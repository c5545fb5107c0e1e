use ratatui::layout::Rect;
use ratatui::Frame;

use crate::core::lifecycle::LifecycleError;

/// A reusable UI component.
///
/// Components in this architecture follow the React pattern:
/// - They receive data via props (struct fields).
/// - They may hold internal state (via `&mut State` fields).
/// - They render to a `Frame` within a given `Rect`.
///
/// # Mutability
///
/// The `render` method takes `&mut self` to allow components to update
/// internal presentation state during rendering.
pub trait Component {
    /// Render the component into the given area.
    fn render(&mut self, frame: &mut Frame, area: Rect);
}

/// A component bound to stores for part of its life.
///
/// `start` acquires subscriptions, `stop` disposes every one of them. Each is
/// called once, by whoever owns the component; a stopped component is never
/// restarted.
pub trait Lifecycle {
    fn start(&mut self) -> Result<(), LifecycleError>;
    fn stop(&mut self) -> Result<(), LifecycleError>;
}
//! # Navigation Store
//!
//! Tracks where the app is and whether a navigation is in flight.
//!
//! ```text
//!              navigate_to(path)                  RouterHost
//!  caller ───────────────────────► store ───────────────────────► navigate()
//!                                   │ is_navigating = true             │
//!                                   │                                  │ NavigationEnd
//!                                   ◄──────────────────────────────────┘
//!                                     current_route = url_after_redirects
//!                                     is_navigating = false
//! ```
//!
//! The completion handler is the single source of truth: it reconciles every
//! navigation, whether it came from `navigate_to`, `go_back`, or the host on
//! its own. `navigate_to` only clears the flag itself when the host fails or
//! refuses.
//!
//! Overlapping calls share one flag ("at least one navigation outstanding");
//! the next completion event clears it no matter which call started it.

use std::fmt;
use std::rc::Rc;

use async_trait::async_trait;
use log::{debug, error, info, warn};
use serde::Serialize;

use crate::core::observable::{Observable, Subscription};

#[derive(Debug, Clone, PartialEq, Eq, Serialize)]
pub struct NavigationItem {
    pub path: String,
    pub label: String,
    pub icon: Option<String>,
    pub description: Option<String>,
}

impl NavigationItem {
    fn new(path: &str, label: &str, icon: &str, description: &str) -> Self {
        Self {
            path: path.to_string(),
            label: label.to_string(),
            icon: Some(icon.to_string()),
            description: Some(description.to_string()),
        }
    }
}

/// The main menu. Paths are unique.
pub fn default_navigation_items() -> Vec<NavigationItem> {
    vec![
        NavigationItem::new("/home", "Home", "🏠", "Welcome page with app overview"),
        NavigationItem::new(
            "/dashboard",
            "Dashboard",
            "📊",
            "Data visualization and analytics",
        ),
        NavigationItem::new("/profile", "Profile", "👤", "User profile and settings"),
    ]
}

/// Extra instructions passed through to the host.
#[derive(Debug, Clone, Copy, Default, PartialEq, Eq)]
pub struct NavigateOptions {
    /// Replace the current history entry instead of pushing a new one.
    pub replace_url: bool,
    /// Navigate without recording a history entry at all.
    pub skip_location_change: bool,
}

/// Emitted by the host once a navigation has fully resolved.
#[derive(Debug, Clone, PartialEq, Eq)]
pub struct NavigationEnd {
    pub id: u64,
    /// The URL that was requested.
    pub url: String,
    /// The URL actually landed on.
    pub url_after_redirects: String,
}

#[derive(Debug, Clone, PartialEq, Eq)]
pub enum HostError {
    /// The URL could not be parsed as an absolute path.
    InvalidUrl(String),
    /// Redirects did not settle on a page.
    RedirectLoop(String),
    /// The host cannot take requests right now.
    Unavailable(String),
}

impl fmt::Display for HostError {
    fn fmt(&self, f: &mut fmt::Formatter<'_>) -> fmt::Result {
        match self {
            HostError::InvalidUrl(url) => write!(f, "invalid URL '{url}'"),
            HostError::RedirectLoop(url) => write!(f, "redirect loop resolving '{url}'"),
            HostError::Unavailable(msg) => write!(f, "router unavailable: {msg}"),
        }
    }
}

impl std::error::Error for HostError {}

#[derive(Debug, Clone, PartialEq, Eq)]
pub enum NavigationError {
    /// The host completed the request with a negative result
    /// (e.g. superseded by a newer navigation).
    Rejected { path: String },
    /// The host failed while performing the transition.
    Failed(HostError),
}

impl fmt::Display for NavigationError {
    fn fmt(&self, f: &mut fmt::Formatter<'_>) -> fmt::Result {
        match self {
            NavigationError::Rejected { path } => {
                write!(f, "navigation to {path} was not completed")
            }
            NavigationError::Failed(e) => write!(f, "navigation failed: {e}"),
        }
    }
}

impl std::error::Error for NavigationError {}

/// The routing framework as seen by the store: a source of completion events
/// and a sink for navigation requests.
#[async_trait(?Send)]
pub trait RouterHost {
    fn on_navigation_completed(&self, callback: Box<dyn Fn(&NavigationEnd)>) -> Subscription;

    async fn navigate(&self, path: &str, options: &NavigateOptions) -> Result<bool, HostError>;

    /// Step back one history entry. `Ok(false)` when there is nothing to go back to.
    async fn back(&self) -> Result<bool, HostError>;
}

pub struct NavigationStore {
    host: Rc<dyn RouterHost>,
    items: Vec<NavigationItem>,
    current_route: Rc<Observable<String>>,
    is_navigating: Rc<Observable<bool>>,
    _route_events: Subscription,
}

impl NavigationStore {
    pub fn new(host: Rc<dyn RouterHost>) -> Self {
        let current_route = Rc::new(Observable::new(String::from("/")));
        let is_navigating = Rc::new(Observable::new(false));

        let route_events = {
            let current_route = Rc::clone(&current_route);
            let is_navigating = Rc::clone(&is_navigating);
            host.on_navigation_completed(Box::new(move |event: &NavigationEnd| {
                debug!(
                    "Navigation {} completed: {} -> {}",
                    event.id, event.url, event.url_after_redirects
                );
                current_route.set(event.url_after_redirects.clone());
                is_navigating.set(false);
            }))
        };

        info!("NavigationStore tracking router events");
        Self {
            host,
            items: default_navigation_items(),
            current_route,
            is_navigating,
            _route_events: route_events,
        }
    }

    /// A copy of the menu; changing it does not affect the store.
    pub fn navigation_items(&self) -> Vec<NavigationItem> {
        self.items.clone()
    }

    pub fn current_route(&self) -> String {
        self.current_route.get()
    }

    pub fn is_route_active(&self, path: &str) -> bool {
        self.current_route() == path
    }

    /// Display label for `path`, or the path itself when it isn't in the menu.
    pub fn route_label(&self, path: &str) -> String {
        self.find(path)
            .map(|item| item.label.clone())
            .unwrap_or_else(|| path.to_string())
    }

    /// Icon for `path`, or an empty string.
    pub fn route_icon(&self, path: &str) -> String {
        self.find(path)
            .and_then(|item| item.icon.clone())
            .unwrap_or_default()
    }

    pub fn is_navigation_loading(&self) -> bool {
        self.is_navigating.get()
    }

    /// Ask the host to navigate to `path`.
    ///
    /// On success the in-flight flag stays set until the completion event
    /// arrives. A request for the route that is already current never reaches
    /// the host and succeeds immediately without touching the flag.
    pub async fn navigate_to(
        &self,
        path: &str,
        options: NavigateOptions,
    ) -> Result<(), NavigationError> {
        if self.is_route_active(path) {
            debug!("Already on {}, skipping navigation", path);
            return Ok(());
        }

        self.is_navigating.set(true);
        match self.host.navigate(path, &options).await {
            Ok(true) => Ok(()),
            Ok(false) => {
                warn!("Navigation to {} was not completed", path);
                self.is_navigating.set(false);
                Err(NavigationError::Rejected {
                    path: path.to_string(),
                })
            }
            Err(e) => {
                error!("Navigation error: {}", e);
                self.is_navigating.set(false);
                Err(NavigationError::Failed(e))
            }
        }
    }

    /// Go back one history entry. State is reconciled by the completion event.
    pub async fn go_back(&self) -> Result<bool, NavigationError> {
        self.host.back().await.map_err(|e| {
            error!("Back navigation error: {}", e);
            NavigationError::Failed(e)
        })
    }

    /// Replay-latest subscription to the current route.
    pub fn subscribe_route(&self, on_route_change: impl Fn(&str) + 'static) -> Subscription {
        self.current_route
            .subscribe(move |route: &String| on_route_change(route))
    }

    /// Replay-latest subscription to the in-flight flag.
    pub fn subscribe_navigating(
        &self,
        on_navigating_change: impl Fn(bool) + 'static,
    ) -> Subscription {
        self.is_navigating
            .subscribe(move |navigating: &bool| on_navigating_change(*navigating))
    }

    pub fn listener_count(&self) -> usize {
        self.current_route.listener_count() + self.is_navigating.listener_count()
    }

    fn find(&self, path: &str) -> Option<&NavigationItem> {
        self.items.iter().find(|item| item.path == path)
    }
}

#[cfg(test)]
mod tests {
    use super::*;
    use crate::test_support::{ScriptedHost, ScriptedOutcome};
    use std::cell::RefCell;

    fn store() -> (NavigationStore, Rc<ScriptedHost>) {
        let host = Rc::new(ScriptedHost::new());
        (NavigationStore::new(host.clone()), host)
    }

    #[test]
    fn test_initial_state() {
        let (store, _host) = store();
        assert_eq!(store.current_route(), "/");
        assert!(!store.is_navigation_loading());
        assert!(store.is_route_active("/"));
    }

    #[test]
    fn test_navigation_items_are_a_defensive_copy() {
        let (store, _host) = store();
        let mut items = store.navigation_items();
        let paths: Vec<&str> = items.iter().map(|i| i.path.as_str()).collect();
        assert_eq!(paths, vec!["/home", "/dashboard", "/profile"]);

        items.clear();
        items.push(NavigationItem::new("/evil", "Evil", "", ""));
        assert_eq!(store.navigation_items().len(), 3);
        assert_eq!(store.navigation_items()[0].path, "/home");
    }

    #[test]
    fn test_route_label_and_icon_lookup() {
        let (store, _host) = store();
        assert_eq!(store.route_label("/dashboard"), "Dashboard");
        assert_eq!(store.route_icon("/dashboard"), "📊");
        assert_eq!(store.route_label("/settings"), "/settings");
        assert_eq!(store.route_icon("/settings"), "");
        // Exact match only
        assert_eq!(store.route_label("/dashboard/"), "/dashboard/");
    }

    #[tokio::test]
    async fn test_successful_navigation_reconciled_by_completion_event() {
        let (store, host) = store();

        store
            .navigate_to("/profile", NavigateOptions::default())
            .await
            .unwrap();
        assert!(store.is_navigation_loading(), "flag waits for completion event");
        assert_eq!(host.calls(), vec!["/profile".to_string()]);

        host.complete("/profile");
        assert_eq!(store.current_route(), "/profile");
        assert!(!store.is_navigation_loading());
        assert!(store.is_route_active("/profile"));
    }

    #[tokio::test]
    async fn test_host_error_clears_flag_and_fails() {
        let (store, host) = store();
        host.set_outcome(ScriptedOutcome::Fail);

        let result = store.navigate_to("/profile", NavigateOptions::default()).await;
        assert!(matches!(result, Err(NavigationError::Failed(_))));
        assert!(!store.is_navigation_loading());
        assert_eq!(store.current_route(), "/");
    }

    #[tokio::test]
    async fn test_rejected_navigation_clears_flag() {
        let (store, host) = store();
        host.set_outcome(ScriptedOutcome::Reject);

        let result = store.navigate_to("/dashboard", NavigateOptions::default()).await;
        assert_eq!(
            result,
            Err(NavigationError::Rejected {
                path: "/dashboard".to_string()
            })
        );
        assert!(!store.is_navigation_loading());
        assert_eq!(
            result.unwrap_err().to_string(),
            "navigation to /dashboard was not completed"
        );
    }

    #[tokio::test]
    async fn test_same_route_navigation_short_circuits() {
        let (store, host) = store();
        host.complete("/home");

        store
            .navigate_to("/home", NavigateOptions::default())
            .await
            .unwrap();
        assert!(host.calls().is_empty());
        assert!(!store.is_navigation_loading());
    }

    #[tokio::test]
    async fn test_overlapping_navigations_cleared_by_next_completion() {
        let (store, host) = store();

        store.navigate_to("/dashboard", NavigateOptions::default()).await.unwrap();
        store.navigate_to("/profile", NavigateOptions::default()).await.unwrap();
        assert!(store.is_navigation_loading());

        // Completion for the first request clears the shared flag
        host.complete("/dashboard");
        assert!(!store.is_navigation_loading());
        assert_eq!(store.current_route(), "/dashboard");
    }

    #[test]
    fn test_external_navigation_updates_route() {
        let (store, host) = store();
        host.complete_with_redirect("/", "/home");
        assert_eq!(store.current_route(), "/home");
    }

    #[test]
    fn test_route_subscription_replays_and_follows() {
        let (store, host) = store();
        let seen = Rc::new(RefCell::new(Vec::new()));

        let sink = Rc::clone(&seen);
        let mut sub = store.subscribe_route(move |route| sink.borrow_mut().push(route.to_string()));
        host.complete("/dashboard");
        sub.dispose();
        host.complete("/profile");

        assert_eq!(*seen.borrow(), vec!["/".to_string(), "/dashboard".to_string()]);
    }

    #[tokio::test]
    async fn test_navigating_subscription_sees_flag_transitions() {
        let (store, host) = store();
        let seen = Rc::new(RefCell::new(Vec::new()));

        let sink = Rc::clone(&seen);
        let _sub = store.subscribe_navigating(move |flag| sink.borrow_mut().push(flag));
        store.navigate_to("/profile", NavigateOptions::default()).await.unwrap();
        host.complete("/profile");

        assert_eq!(*seen.borrow(), vec![false, true, false]);
    }

    #[tokio::test]
    async fn test_go_back_delegates_to_host() {
        let (store, host) = store();
        assert_eq!(store.go_back().await, Ok(true));
        assert_eq!(host.back_calls(), 1);
        // Flag is left to the completion event
        assert!(!store.is_navigation_loading());
    }
}
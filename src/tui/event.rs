use std::time::Duration;

use crossterm::event::{self, Event, KeyCode, KeyEventKind, KeyModifiers};

/// TUI-specific input events
#[derive(Debug, Clone, Copy, PartialEq, Eq)]
pub enum TuiEvent {
    Quit,
    FocusNext,
    FocusPrevious,
    /// Open the focused navigation item
    Activate,
    /// Open the navigation item at this index
    Jump(usize),
    ToggleTheme,
    Back,
    Resize,
}

/// Poll for an event without blocking (returns immediately).
///
/// Terminal events with no TUI meaning are consumed and skipped.
pub fn poll_event_immediate() -> std::io::Result<Option<TuiEvent>> {
    while event::poll(Duration::ZERO)? {
        if let Some(tui_event) = translate(&event::read()?) {
            return Ok(Some(tui_event));
        }
    }
    Ok(None)
}

/// Map a terminal event to a TUI event. Key releases and repeats are ignored.
pub fn translate(event: &Event) -> Option<TuiEvent> {
    match event {
        Event::Key(key_event) => {
            if key_event.kind != KeyEventKind::Press {
                return None;
            }
            log::debug!("Key event: {:?} with modifiers {:?}", key_event.code, key_event.modifiers);
            match (key_event.modifiers, key_event.code) {
                (KeyModifiers::CONTROL, KeyCode::Char('c')) => Some(TuiEvent::Quit),
                (_, KeyCode::Char('q')) | (_, KeyCode::Esc) => Some(TuiEvent::Quit),
                (_, KeyCode::Right) | (_, KeyCode::Tab) | (_, KeyCode::Char('l')) => {
                    Some(TuiEvent::FocusNext)
                }
                (_, KeyCode::Left) | (_, KeyCode::BackTab) | (_, KeyCode::Char('h')) => {
                    Some(TuiEvent::FocusPrevious)
                }
                (_, KeyCode::Enter) => Some(TuiEvent::Activate),
                (_, KeyCode::Char(c @ '1'..='9')) => {
                    c.to_digit(10).map(|d| TuiEvent::Jump(d as usize - 1))
                }
                (_, KeyCode::Char('t')) => Some(TuiEvent::ToggleTheme),
                (_, KeyCode::Backspace) | (_, KeyCode::Char('b')) => Some(TuiEvent::Back),
                _ => None,
            }
        }
        Event::Resize(_, _) => Some(TuiEvent::Resize),
        _ => None,
    }
}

------------------------------------------------

-- Required work --
Only one stretch of the entries above is wanted: the lines from the one containing "consumed and skipped." through the one containing "return Ok(Some(tui_event));". Please reproduce it exactly.

-- Solution to the problem --
/// Terminal events with no TUI meaning are consumed and skipped.
pub fn poll_event_immediate() -> std::io::Result<Option<TuiEvent>> {
    while event::poll(Duration::ZERO)? {
        if let Some(tui_event) = translate(&event::read()?) {
            return Ok(Some(tui_event));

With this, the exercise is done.